◆ What the task asks ◆
Retype, without any change, the line that contains "let own = if" and every line that follows it to the end of the entries, and nothing else.

◆ Data section ◆
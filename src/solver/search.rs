//! 内置约束求解：有界整数域上的区间传播与深度优先搜索。
//!
//! 每个搜索节点保存变量区间 `[lo, hi]`、硬约束原子以及尚未确定的析取。
//! 节点先做边界一致性传播；析取中被蕴含的分支使整个析取满足，不可行的分支被删除，
//! 只剩一个分支时将其提升为硬约束。之后优先在分支最少的析取上分裂，
//! 否则对区间最小的变量二分（先试离零更近的一半）。
//!
//! 声明时没有上下界的变量先限制在 `±max_value` 内；无解时范围加倍重搜，直到 `max_value_limit`。
//! 只有所有变量都有声明的界时，搜索穷尽才给出 `Unsat`，否则给出 `Unknown`。
use std::rc::Rc;

use crate::cancel::{CancelToken, Interrupted};
use crate::solver::{Atom, CheckResult, ConstraintBackend, Formula, Model, Relation, Var};

#[derive(Debug, Clone, Copy, PartialEq, Eq)]
enum Status {
    Entailed,
    Infeasible,
    Open,
}

/// Atom in `Σ cᵢ·xᵢ + k ≤ 0` form (equalities are stored as two of them).
#[derive(Debug, Clone)]
struct Bound {
    terms: Vec<(usize, i128)>,
    constant: i128,
}

impl Bound {
    fn from_atom(atom: &Atom) -> Vec<Bound> {
        let le = Bound {
            terms: atom
                .expr
                .terms()
                .iter()
                .map(|(var, c)| (var.index(), *c as i128))
                .collect(),
            constant: atom.expr.constant_part() as i128,
        };
        match atom.relation {
            Relation::Le => vec![le],
            Relation::Ge => vec![le.negated()],
            Relation::Eq => {
                let ge = le.negated();
                vec![le, ge]
            }
        }
    }

    fn negated(&self) -> Bound {
        Bound {
            terms: self.terms.iter().map(|(v, c)| (*v, -c)).collect(),
            constant: -self.constant,
        }
    }

    fn min(&self, domains: &Domains) -> i128 {
        self.terms.iter().fold(self.constant, |acc, (v, c)| {
            acc + if *c > 0 {
                c * domains.lo[*v]
            } else {
                c * domains.hi[*v]
            }
        })
    }

    fn max(&self, domains: &Domains) -> i128 {
        self.terms.iter().fold(self.constant, |acc, (v, c)| {
            acc + if *c > 0 {
                c * domains.hi[*v]
            } else {
                c * domains.lo[*v]
            }
        })
    }

    fn status(&self, domains: &Domains) -> Status {
        if self.max(domains) <= 0 {
            Status::Entailed
        } else if self.min(domains) > 0 {
            Status::Infeasible
        } else {
            Status::Open
        }
    }

    /// Tightens the domains; `Err` on an empty domain.
    fn propagate(&self, domains: &mut Domains) -> Result<bool, ()> {
        let total = self.min(domains);
        if total > 0 {
            return Err(());
        }
        let mut changed = false;
        for (v, c) in &self.terms {
            let own = if *c > 0 {
                c * domains.lo[*v]
            } else {
                c * domains.hi[*v]
            };
            // c·x ≤ -(total - own)
            let room = own - total;
            if *c > 0 {
                let upper = room.div_euclid(*c);
                if upper < domains.hi[*v] {
                    domains.hi[*v] = upper;
                    changed = true;
                }
            } else {
                // euclidean division by a negative divisor rounds up
                let lower = room.div_euclid(*c);
                if lower > domains.lo[*v] {
                    domains.lo[*v] = lower;
                    changed = true;
                }
            }
            if domains.lo[*v] > domains.hi[*v] {
                return Err(());
            }
        }
        Ok(changed)
    }
}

◆ Response ◆
            let own = if *c > 0 {
                c * domains.lo[*v]
            } else {
                c * domains.hi[*v]
            };
            // c·x ≤ -(total - own)
            let room = own - total;
            if *c > 0 {
                let upper = room.div_euclid(*c);
                if upper < domains.hi[*v] {
                    domains.hi[*v] = upper;
                    changed = true;
                }
            } else {
                // euclidean division by a negative divisor rounds up
                let lower = room.div_euclid(*c);
                if lower > domains.lo[*v] {
                    domains.lo[*v] = lower;
                    changed = true;
                }
            }
            if domains.lo[*v] > domains.hi[*v] {
                return Err(());
            }
        }
        Ok(changed)
    }
}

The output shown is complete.